_What to work on_. Output the data that follows exactly, line for line.

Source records
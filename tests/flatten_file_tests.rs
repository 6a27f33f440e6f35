// SPDX-FileCopyrightText: 2025 Semiotic AI, Inc.
//
// SPDX-License-Identifier: Apache-2.0

//! Tests for flattening exported tables on disk

use regscan::{EmptyAnnotationPolicy, FlattenError, RecordFlattener, Table, MISSING};
use tempfile::TempDir;

#[test]
fn test_missing_input_file() {
    let dir = TempDir::new().unwrap();
    let err = RecordFlattener::default()
        .flatten_file(dir.path().join("absent.csv"), dir.path().join("out.csv"))
        .unwrap_err();

    assert!(matches!(err, FlattenError::FileNotFound { .. }));
    assert!(!dir.path().join("out.csv").exists());
}

#[test]
fn test_empty_input_file() {
    let dir = TempDir::new().unwrap();
    let input = dir.path().join("empty.csv");
    std::fs::write(&input, "").unwrap();

    let err = RecordFlattener::default()
        .flatten_file(&input, dir.path().join("out.csv"))
        .unwrap_err();
    assert!(matches!(err, FlattenError::EmptyFile { .. }));
}

#[test]
fn test_table_without_payload_column() {
    let dir = TempDir::new().unwrap();
    let input = dir.path().join("genes.csv");
    std::fs::write(&input, "name,coordinate\nTP53,17:1-2\n").unwrap();

    let err = RecordFlattener::default()
        .flatten_file(&input, dir.path().join("out.csv"))
        .unwrap_err();
    assert!(matches!(err, FlattenError::MissingPayloadColumn { .. }));
}

#[test]
fn test_python_style_payloads_are_flattened() {
    let dir = TempDir::new().unwrap();
    let input = dir.path().join("output_genes.csv");
    let output = dir.path().join("flat").join("flat_output_genes.csv");
    std::fs::write(
        &input,
        concat!(
            "name,coordinate,biotype,regulatory_data\n",
            "TP53,17:7661779-7687538,protein_coding,",
            "\"[{'id': 'ENSR00000105157', 'start': 7661000, 'feature_type': 'Promoter'}, ",
            "{'id': 'ENSR2'}]\"\n",
            "MALAT1,11:65497688-65506516,lncRNA,[]\n",
            "GAPDH,12:6534512-6538374,protein_coding,not json at all\n",
        ),
    )
    .unwrap();

    RecordFlattener::default().flatten_file(&input, &output).unwrap();

    let flat = Table::read_csv(&output).unwrap();
    assert_eq!(
        flat.columns(),
        ["name", "coordinate", "biotype", "id", "start", "feature_type"]
    );
    assert_eq!(flat.len(), 3);
    assert_eq!(flat.get(0, "id"), Some("ENSR00000105157"));
    assert_eq!(flat.get(0, "start"), Some("7661000"));
    assert_eq!(flat.get(1, "id"), Some(MISSING));
    assert_eq!(flat.get(2, "feature_type"), Some(MISSING));
}

#[test]
fn test_drop_policy_on_file() {
    let dir = TempDir::new().unwrap();
    let input = dir.path().join("output_genes.csv");
    let output = dir.path().join("flat_output_genes.csv");
    std::fs::write(
        &input,
        "name,regulatory_data\nA,\"[{\"\"id\"\": \"\"ENSR1\"\"}]\"\nB,[]\nC,\n",
    )
    .unwrap();

    RecordFlattener::new(EmptyAnnotationPolicy::Drop)
        .flatten_file(&input, &output)
        .unwrap();

    let flat = Table::read_csv(&output).unwrap();
    assert_eq!(flat.columns(), ["name", "id"]);
    assert_eq!(flat.rows(), [vec!["A".to_string(), "ENSR1".to_string()]]);
}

_Task response_.
filename tests/flatten_file_tests.rs
repository 6a27f33f440e6f35
// SPDX-FileCopyrightText: 2025 Semiotic AI, Inc.
//
// SPDX-License-Identifier: Apache-2.0

//! Tests for flattening exported tables on disk

use regscan::{EmptyAnnotationPolicy, FlattenError, RecordFlattener, Table, MISSING};
use tempfile::TempDir;

#[test]
fn test_missing_input_file() {
    let dir = TempDir::new().unwrap();
    let err = RecordFlattener::default()
        .flatten_file(dir.path().join("absent.csv"), dir.path().join("out.csv"))
        .unwrap_err();

    assert!(matches!(err, FlattenError::FileNotFound { .. }));
    assert!(!dir.path().join("out.csv").exists());
}

#[test]
fn test_empty_input_file() {
    let dir = TempDir::new().unwrap();
    let input = dir.path().join("empty.csv");
    std::fs::write(&input, "").unwrap();

    let err = RecordFlattener::default()
        .flatten_file(&input, dir.path().join("out.csv"))
        .unwrap_err();
    assert!(matches!(err, FlattenError::EmptyFile { .. }));
}

#[test]
fn test_table_without_payload_column() {
    let dir = TempDir::new().unwrap();
    let input = dir.path().join("genes.csv");
    std::fs::write(&input, "name,coordinate\nTP53,17:1-2\n").unwrap();

    let err = RecordFlattener::default()
        .flatten_file(&input, dir.path().join("out.csv"))
        .unwrap_err();
    assert!(matches!(err, FlattenError::MissingPayloadColumn { .. }));
}

#[test]
fn test_python_style_payloads_are_flattened() {
    let dir = TempDir::new().unwrap();
    let input = dir.path().join("output_genes.csv");
    let output = dir.path().join("flat").join("flat_output_genes.csv");
    std::fs::write(
        &input,
        concat!(
            "name,coordinate,biotype,regulatory_data\n",
            "TP53,17:7661779-7687538,protein_coding,",
            "\"[{'id': 'ENSR00000105157', 'start': 7661000, 'feature_type': 'Promoter'}, ",
            "{'id': 'ENSR2'}]\"\n",
            "MALAT1,11:65497688-65506516,lncRNA,[]\n",
            "GAPDH,12:6534512-6538374,protein_coding,not json at all\n",
        ),
    )
    .unwrap();

    RecordFlattener::default().flatten_file(&input, &output).unwrap();

    let flat = Table::read_csv(&output).unwrap();
    assert_eq!(
        flat.columns(),
        ["name", "coordinate", "biotype", "id", "start", "feature_type"]
    );
    assert_eq!(flat.len(), 3);
    assert_eq!(flat.get(0, "id"), Some("ENSR00000105157"));
    assert_eq!(flat.get(0, "start"), Some("7661000"));
    assert_eq!(flat.get(1, "id"), Some(MISSING));
    assert_eq!(flat.get(2, "feature_type"), Some(MISSING));
}

#[test]
fn test_drop_policy_on_file() {
    let dir = TempDir::new().unwrap();
    let input = dir.path().join("output_genes.csv");
    let output = dir.path().join("flat_output_genes.csv");
    std::fs::write(
        &input,
        "name,regulatory_data\nA,\"[{\"\"id\"\": \"\"ENSR1\"\"}]\"\nB,[]\nC,\n",
    )
    .unwrap();

    RecordFlattener::new(EmptyAnnotationPolicy::Drop)
        .flatten_file(&input, &output)
        .unwrap();

    let flat = Table::read_csv(&output).unwrap();
    assert_eq!(flat.columns(), ["name", "id"]);
    assert_eq!(flat.rows(), [vec!["A".to_string(), "ENSR1".to_string()]]);
}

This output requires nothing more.